Hagar is introduced as the daughter of Pharaoh. Different medrashim tell us how she came to be Sarah’s maidservant. The most well-known medrash is quoted by Rashi: “She was the daughter of Pharaoh; when he saw the miracles that were performed for Sarah, he said, ‘It is better that my daughter be a maidservant in this house than a mistress in another.” According to this medrash, Pharaoh sent Hagar to serve Sarah, but we do not see that Hagar herself wanted to go. However, another medrash tells a slightly different story: “Rabbi Shimon bar Yochai says: When she saw the deeds of Sarah, she said, ‘It is better to be Sarah’s maidservant than Pharaoh’s daughter.” According to this source, Hagar herself chose to join Sarah, inspired not by the miracles performed for her but by her deeds. Hagar gave up her royalty just to connect to the righteous Sarah. It was surely a great act of self-sacrifice to assume the role of maidservant, yet Hagar was happy to do so for the sake of her growth.
However, Hagar soon began to lose sight of the purpose of her serving Sarah. This began when Sarah encouraged her to marry Avraham so that he would bear offspring. Initially, Hagar was reluctant, perhaps because she felt herself unworthy. After marrying Avraham, she immediately conceived, and this caused her to feel arrogant and even superior to Sarah, who had never borne children despite many years of marriage. Forgetting her subservient role, Hagar began to criticize her, telling other women that Sarah was not as righteous as she appeared. As a result of this insolence, Sarah, with Avraham’s consent, afflicted Hagar. Sarah’s intention was at least partly to combat Hagar’s personality arrogance.
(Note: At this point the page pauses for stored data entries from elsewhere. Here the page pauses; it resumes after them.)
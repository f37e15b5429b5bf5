use rust_decimal::Decimal;
use sea_orm::entity::prelude::*;
use serde::{Deserialize, Serialize};
use uuid::Uuid;

/// Line item copied from the cart when the order was placed
#[derive(Clone, Debug, PartialEq, Eq, DeriveEntityModel, Serialize, Deserialize)]
#[sea_orm(table_name = "order_items")]
pub struct Model {
    #[sea_orm(primary_key, auto_increment = false)]
    pub id: Uuid,
    pub order_id: Uuid,
    pub product_id: String,
    pub product_name: String,
    pub product_image: Option<String>,
    pub quantity: i32,
    #[sea_orm(column_type = "Decimal(Some((12, 2)))")]
    pub price: Decimal,
    #[sea_orm(column_type = "Json", nullable)]
    pub options: Option<Json>,
}

#[derive(Copy, Clone, Debug, EnumIter, DeriveRelation)]
pub enum Relation {
    #[sea_orm(
        belongs_to = "super::order::Entity",
        from = "Column::OrderId",
        to = "super::order::Column::Id"
    )]
    Order,
}

impl Related<super::order::Entity> for Entity {
    fn to() -> RelationDef {
        Relation::Order.def()
    }
}

impl ActiveModelBehavior for ActiveModel {}

impl Model {
    pub fn line_total(&self) -> Decimal {
        self.price * Decimal::from(self.quantity)
    }
}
Hagar’s reaction to this affliction is telling. Instead of mending her ways and humbling herself, she ran away. This demonstrates an important flaw in her character. She originally came to Sarah to improve herself, but when Sarah afflicted her, she did not seek to understand why and correct her ways; rather, she quickly chose to escape the challenges of the role she had taken on. However, angels appeared and told her to return to Sarah and accept the position of being her maidservant. They were teaching Hagar that despite its difficulties, this was the best course of self-development. In addition, they taught her that escaping the challenges of her position was fruitless.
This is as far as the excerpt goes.